MARINE CORPS BASE CAMP LEJEUNE, N.C. --
The 26th Marine Expeditionary Unit (MEU) flexes its muscles with completing its first intermediate pre-deployment training event, a Marine Air Ground Task Force (MAGTF) Interoperability Course which took place from Nov. 28 to Dec. 12, 2022. This course was an opportunity to integrate multiple elements within the MEU to complete various scenario-based tasks and missions transitioning directly into Marine Expeditionary Unit Exercise (MEUEX) I.
The Expeditionary Operations Training Group (EOTG) provided an assessment of essential objectives to be completed which include integrating individual and small unit skills, refine command and control procedures and refine standard operating procedures prior to deploying next year.
Scenario based events included company (reinforced) level raids, tactical recovery of aircraft personnel (TRAP), Maritime Special Purpose Force (MSPF) missions, and intelligence gathering and planning. The training exercises were developed to give the MEU commander the maximum amount of flexibility in employment of their forces.
U.S. Marine Corps Capt. Mike Lowery, commander of the Maritime Special Purpose Force, 26th MEU, said this training highlighted the MEU’s capability to integrate MSPF with other sections to complete scenario-based missions.

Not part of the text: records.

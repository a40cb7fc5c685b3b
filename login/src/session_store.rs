use chrono::DateTime;
use chrono::Utc;
use serde::Deserialize;
use serde::Serialize;
use std::fs::File;
use std::fs::OpenOptions;
#[cfg(unix)]
use std::os::unix::fs::OpenOptionsExt;
use std::path::Path;
use std::path::PathBuf;
use std::sync::PoisonError;
use std::sync::RwLock;
use tracing::debug;

use crate::Role;
use crate::cookie_store::clear_cookies;

/// The credential/role pair the client currently acts under.
#[derive(Debug, Clone, PartialEq, Eq)]
pub struct Session {
    /// Opaque bearer credential. Never inspected client-side.
    pub access_token: String,
    pub role: Option<Role>,
}

/// Single source of truth for "is someone logged in, and as what".
///
/// Writes are last-write-wins; a store holds at most one session. Reads are
/// synchronous so the HTTP layer can consult the store on every request.
pub trait SessionStore: Send + Sync {
    fn session(&self) -> Option<Session>;

    fn credential(&self) -> Option<String> {
        self.session().map(|s| s.access_token)
    }

    fn role(&self) -> Option<Role> {
        self.session().and_then(|s| s.role)
    }

    fn set_session(&self, access_token: String, role: Option<Role>) -> std::io::Result<()>;

    /// Replace the credential and keep whatever role is already stored.
    fn update_credential(&self, access_token: String) -> std::io::Result<()> {
        let role = self.role();
        self.set_session(access_token, role)
    }

    fn clear_session(&self) -> std::io::Result<()>;
}

/// Session kept only for the lifetime of the process.
#[derive(Debug, Default)]
pub struct InMemorySessionStore {
    inner: RwLock<Option<Session>>,
}

impl InMemorySessionStore {
    pub fn new() -> Self {
        Self::default()
    }

    pub fn with_session(access_token: impl Into<String>, role: Option<Role>) -> Self {
        Self {
            inner: RwLock::new(Some(Session {
                access_token: access_token.into(),
                role,
            })),
        }
    }
}

impl SessionStore for InMemorySessionStore {
    fn session(&self) -> Option<Session> {
        self.inner
            .read()
            .unwrap_or_else(PoisonError::into_inner)
            .clone()
    }

    fn set_session(&self, access_token: String, role: Option<Role>) -> std::io::Result<()> {
        let mut guard = self.inner.write().unwrap_or_else(PoisonError::into_inner);
        *guard = Some(Session { access_token, role });
        Ok(())
    }

    fn clear_session(&self) -> std::io::Result<()> {
        let mut guard = self.inner.write().unwrap_or_else(PoisonError::into_inner);
        *guard = None;
        Ok(())
    }
}

/// On-disk shape of `session.json`. Key names are fixed so other tools can
/// read the same file.
#[derive(Deserialize, Serialize, Clone, Debug, PartialEq)]
pub struct SessionDotJson {
    #[serde(rename = "accessToken")]
    pub access_token: String,

    #[serde(default, skip_serializing_if = "Option::is_none")]
    pub role: Option<Role>,

    #[serde(rename = "savedAt", default, skip_serializing_if = "Option::is_none")]
    pub saved_at: Option<DateTime<Utc>>,
}

pub fn get_session_file(estate_home: &Path) -> PathBuf {
    estate_home.join("session.json")
}

/// Session persisted to `session.json` inside the estate home, cached in
/// memory so reads never touch the disk.
#[derive(Debug)]
pub struct FileSessionStore {
    session_file: PathBuf,
    cached: RwLock<Option<Session>>,
}

impl FileSessionStore {
    /// Load whatever session is on disk. A missing file means "logged out";
    /// a file that cannot be parsed is an error.
    pub fn load(estate_home: &Path) -> std::io::Result<Self> {
        let session_file = get_session_file(estate_home);
        let cached = match try_read_session_json(&session_file) {
            Ok(on_disk) => Some(Session {
                access_token: on_disk.access_token,
                role: on_disk.role,
            }),
            Err(err) if err.kind() == std::io::ErrorKind::NotFound => None,
            Err(err) => return Err(err),
        };
        Ok(Self {
            session_file,
            cached: RwLock::new(cached),
        })
    }

    pub fn session_file(&self) -> &Path {
        &self.session_file
    }
}

impl SessionStore for FileSessionStore {
    fn session(&self) -> Option<Session> {
        self.cached
            .read()
            .unwrap_or_else(PoisonError::into_inner)
            .clone()
    }

    fn set_session(&self, access_token: String, role: Option<Role>) -> std::io::Result<()> {
        let mut guard = self.cached.write().unwrap_or_else(PoisonError::into_inner);
        let on_disk = SessionDotJson {
            access_token: access_token.clone(),
            role,
            saved_at: Some(Utc::now()),
        };
        write_session_json(&self.session_file, &on_disk)?;
        *guard = Some(Session { access_token, role });
        Ok(())
    }

    fn clear_session(&self) -> std::io::Result<()> {
        let mut guard = self.cached.write().unwrap_or_else(PoisonError::into_inner);
        *guard = None;
        match std::fs::remove_file(&self.session_file) {
            Ok(()) => Ok(()),
            Err(err) if err.kind() == std::io::ErrorKind::NotFound => Ok(()),
            Err(err) => Err(err),
        }
    }
}

/// Attempt to read and deserialize the `session.json` file at the given path.
pub fn try_read_session_json(session_file: &Path) -> std::io::Result<SessionDotJson> {
    let mut file = File::open(session_file)?;
    let mut contents = String::new();
    use std::io::Read as _;
    file.read_to_string(&mut contents)?;
    let session: SessionDotJson = serde_json::from_str(&contents)?;
    Ok(session)
}

pub(crate) fn write_session_json(
    session_file: &Path,
    session: &SessionDotJson,
) -> std::io::Result<()> {
    if let Some(parent) = session_file.parent() {
        std::fs::create_dir_all(parent)?;
    }
    let json_data = serde_json::to_string_pretty(session)?;
    let mut options = OpenOptions::new();
    options.truncate(true).write(true).create(true);
    #[cfg(unix)]
    {
        options.mode(0o600);
    }
    let mut file = options.open(session_file)?;
    use std::io::Write as _;
    file.write_all(json_data.as_bytes())?;
    file.flush()?;
    debug!("wrote session to {}", session_file.display());
    Ok(())
}

/// Delete the session and cookie files inside `estate_home`. Returns
/// `Ok(true)` if anything was removed. Equivalent to logging out locally
/// without telling the server.
pub fn remove_local_state(estate_home: &Path) -> std::io::Result<bool> {
    let removed_session = match std::fs::remove_file(get_session_file(estate_home)) {
        Ok(()) => true,
        Err(err) if err.kind() == std::io::ErrorKind::NotFound => false,
        Err(err) => return Err(err),
    };
    let removed_cookies = clear_cookies(estate_home)?;
    Ok(removed_session || removed_cookies)
}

“The Maritime Special Purpose Force is a Reconnaissance Company from 2d Reconnaissance Battalion that is augmented with intelligence enablers, explosive ordinance Marines and a security force from the Battalion Landing Team,” he said. “The MAGTF Interoperability Course is a combination of raids, intelligence, TRAP and MSPF interoperability operations coinciding at the same time to show what the MAGTF can bring to the fight for our first exercise together.”
Lowery said that MSPF is the premiere reconnaissance and collections force for the 26th MEU which enhances the MEU’s commander awareness of the battle space with the support of other sections.
Participating in the course were Marines with the 26th MEU’s Intelligence Section (S-2), which practiced setting up a Tactical Sensitive Compartmented Installation Facility, planning and executing raids with the MSPF, BLT and ACE, as well as conducting scenario-based information collection operations.
One of the intelligence units that supported the scenario missions was the meteorology and oceanography (METOC) section, which provided critical weather forecasts to assist in the planning process.
U.S. Marine Corps Cpl. Ethan Gore, a geospatial analyst with the S-2, said one of the events taking place within MAGTF Interop was Intelligence Interoperability, where intelligence Marines were supporting elements of the MAGTF during their scenario-based missions.
“Intel Interop was an opportunity for the S-2 to help communicate and coordinate with all the elements of the MEU that were participating in the course,” he said. “The intelligence products we produced were uniquely created for the pilots and Marines on the ground to use, and then when they finished their event, we received feedback from those units to refine our products.”
Gore said he hopes his Marines received new experiences working with the other sections.
“My Marines and me personally now have more experience and knowledge integrating with the other elements of a MAGTF, understanding the kind of support and products they need.” he said. “We were able to sharpen our tactics, techniques, and procedures as well as our standard operating procedures. MAGTF Interoperability was a unique training event and I feel everyone left more informed and better integrated.”
This is one of multiple training events scheduled prior to deploying to integrate, train for and execute real world missions and showcases the MEU’s as a Ready, Relevant and Capable force.